►

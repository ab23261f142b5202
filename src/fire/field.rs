use crate::foundation::{
    core::GridSize,
    error::{ScorchError, ScorchResult},
};

/// Per-pixel 8-bit heat for one tick.
#[derive(Clone, Debug, PartialEq, Eq)]
pub struct FireField {
    size: GridSize,
    heat: Vec<u8>,
}

impl FireField {
    pub fn zeroed(size: GridSize) -> Self {
        Self {
            size,
            heat: vec![0; size.pixel_count()],
        }
    }

    pub fn from_heat(size: GridSize, heat: Vec<u8>) -> ScorchResult<Self> {
        if heat.len() != size.pixel_count() {
            return Err(ScorchError::render(format!(
                "heat buffer has {} bytes, expected {} for {}x{}",
                heat.len(),
                size.pixel_count(),
                size.width,
                size.height
            )));
        }
        Ok(Self { size, heat })
    }

    pub fn size(&self) -> GridSize {
        self.size
    }

    pub fn heat(&self) -> &[u8] {
        &self.heat
    }

    /// Heat at `(x, y)`; anything outside the grid reads as 0.
    pub fn get(&self, x: i64, y: i64) -> u8 {
        self.size.index_of(x, y).map_or(0, |i| self.heat[i])
    }

    pub fn is_cold(&self) -> bool {
        self.heat.iter().all(|&h| h == 0)
    }

    pub(crate) fn heat_mut(&mut self) -> &mut [u8] {
        &mut self.heat
    }
}

#[cfg(test)]
#[path = "../../tests/unit/fire/field.rs"]
mod tests;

◄

> **Task prompt**:
In the entries above, find each line containing the string "ScorchResult" and copy it.

> **Result of the exercise**:
    error::{ScorchError, ScorchResult},
    pub fn from_heat(size: GridSize, heat: Vec<u8>) -> ScorchResult<Self> {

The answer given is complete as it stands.